The first speaker was Dave Dravecky, the San Francisco Giants pitcher who came back from cancer surgery on his throwing arm to win a game before the arm broke like a twig in his second comeback start. A videotape of that last game had most of the crowd crying, then cheering the big and earnest one-armed man onstage. "When You Can't Come Back" was his title, and he talked about God and Jesus, telling some awkward jokes with punch lines like, "She is the wind beneath my wing . . . singular, not plural, get it?" Another video introduced Mary Lou Retton, reminding the crowd of the spunky kid from West Virginia who in 1984 became, against all odds, the first American woman to win an individual Olympic gold medal in gymnastics. "For me," she said, "the word team stands for Together Everyone Achieves More."

"I am in the life-changing business," said Ziglar as he came on. "Failure is an event -- it is not a person," he said.
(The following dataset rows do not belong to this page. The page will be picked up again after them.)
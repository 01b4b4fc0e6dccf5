use clap::{Args, Parser, Subcommand};
use serde_json::Value;
use std::path::{Path, PathBuf};
use std::process;

#[derive(Parser)]
#[command(name = "stache")]
#[command(about = "Stache: mustache template compiler")]
#[command(version)]
struct Cli {
    #[command(subcommand)]
    command: Command,
}

#[derive(Subcommand)]
enum Command {
    /// Compile a template to its structured JSON form
    Build {
        /// Input template file
        path: String,

        /// Pretty-print the JSON output
        #[arg(long)]
        pretty: bool,

        #[command(flatten)]
        options: OptionArgs,
    },

    /// Check a template for errors without writing output
    Check {
        /// Input template file
        path: String,

        #[command(flatten)]
        options: OptionArgs,
    },
}

#[derive(Args)]
struct OptionArgs {
    /// Keep whitespace exactly as written
    #[arg(long)]
    preserve_whitespace: bool,

    /// Drop inline event handler attributes such as onclick
    #[arg(long)]
    sanitize_event_attributes: bool,
}

impl From<OptionArgs> for stache_parser::ParserOptions {
    fn from(args: OptionArgs) -> Self {
        Self {
            preserve_whitespace: args.preserve_whitespace,
            sanitize_event_attributes: args.sanitize_event_attributes,
        }
    }
}

fn main() {
    env_logger::Builder::from_env(env_logger::Env::default().default_filter_or("warn")).init();

    let cli = Cli::parse();

    match cli.command {
        Command::Build {
            path,
            pretty,
            options,
        } => cmd_build(&path, pretty, options.into()),
        Command::Check { path, options } => cmd_check(&path, options.into()),
    }
}

fn read_source(path: &str) -> String {
    let p = Path::new(path);
    if !p.exists() {
        eprintln!("Error: file not found: {path}");
        process::exit(1);
    }
    match std::fs::read_to_string(p) {
        Ok(source) => source,
        Err(e) => {
            eprintln!("Error reading {path}: {e}");
            process::exit(1);
        }
    }
}

fn compile(path: &str, options: stache_parser::ParserOptions) -> Value {
    let source = read_source(path);
    log::info!("compiling {path} ({} bytes)", source.len());

    let template = match stache_parser::Parser::parse(&source, options) {
        Ok(template) => template,
        Err(e) => {
            eprintln!("{path}: {e}");
            process::exit(1);
        }
    };

    match stache_codegen::compile(&template) {
        Ok(json) => json,
        Err(e) => {
            eprintln!("{path}: {e}");
            process::exit(1);
        }
    }
}

fn cmd_build(path: &str, pretty: bool, options: stache_parser::ParserOptions) {
    let json = compile(path, options);

    let rendered = if pretty {
        serde_json::to_string_pretty(&json)
    } else {
        serde_json::to_string(&json)
    };
    let rendered = match rendered {
        Ok(rendered) => rendered,
        Err(e) => {
            eprintln!("Error serializing {path}: {e}");
            process::exit(1);
        }
    };

    let Some(out_path) = output_path(Path::new(path)) else {
        eprintln!("Error: cannot derive an output name from {path}");
        process::exit(1);
    };

    if let Err(e) = std::fs::write(&out_path, rendered) {
        eprintln!("Error writing {}: {e}", out_path.display());
        process::exit(1);
    }

    eprintln!("Built: {}", out_path.display());
}

fn cmd_check(path: &str, options: stache_parser::ParserOptions) {
    compile(path, options);
    eprintln!("OK: {path}");
}

/// `templates/list.html` → `templates/list.json`
fn output_path(input: &Path) -> Option<PathBuf> {
    let stem = input.file_stem()?;
    let dir = input.parent().unwrap_or(Path::new("."));
    let mut file = stem.to_os_string();
    file.push(".json");
    Some(dir.join(file))
}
He attacked "mental B.O." and "stinking thinking" and "people who think denial is a river in Egypt." Of freedom, he said, "Take the train off the tracks and it's free -- but it can't go anywhere." He dazzled them with statistics: 72% of the students in Who's Who Among American High School Students are virgins; immigrants have four times as much chance to become millionaires as native-born Americans. "Listen to this," he said; "67% of all golf strokes are made within 60 yds. of the hole, but if you go out and watch golfers practice, I guarantee you they will spend 80% of their time concentrating on shots longer than 60 yds. The least effective people spend their time on actions that are not productive but which they are most comfortable doing."

Ziglar has been doing this and writing best-selling books with titles like See You at the Top for more than 30 years. He gets paid $30,000 up front for each appearance on the Success circuit, quite a bit less than half of what Reagan and Schwarzkopf collect. But he commanded the Cow Palace for 2 1/2 hours with only a 15-min. break to sell his tapes, both audio and video. How to Stay Motivated was $169.95, Courtship After Marriage was $60. "The whole shootin' match, value $2,515," could be had for $995.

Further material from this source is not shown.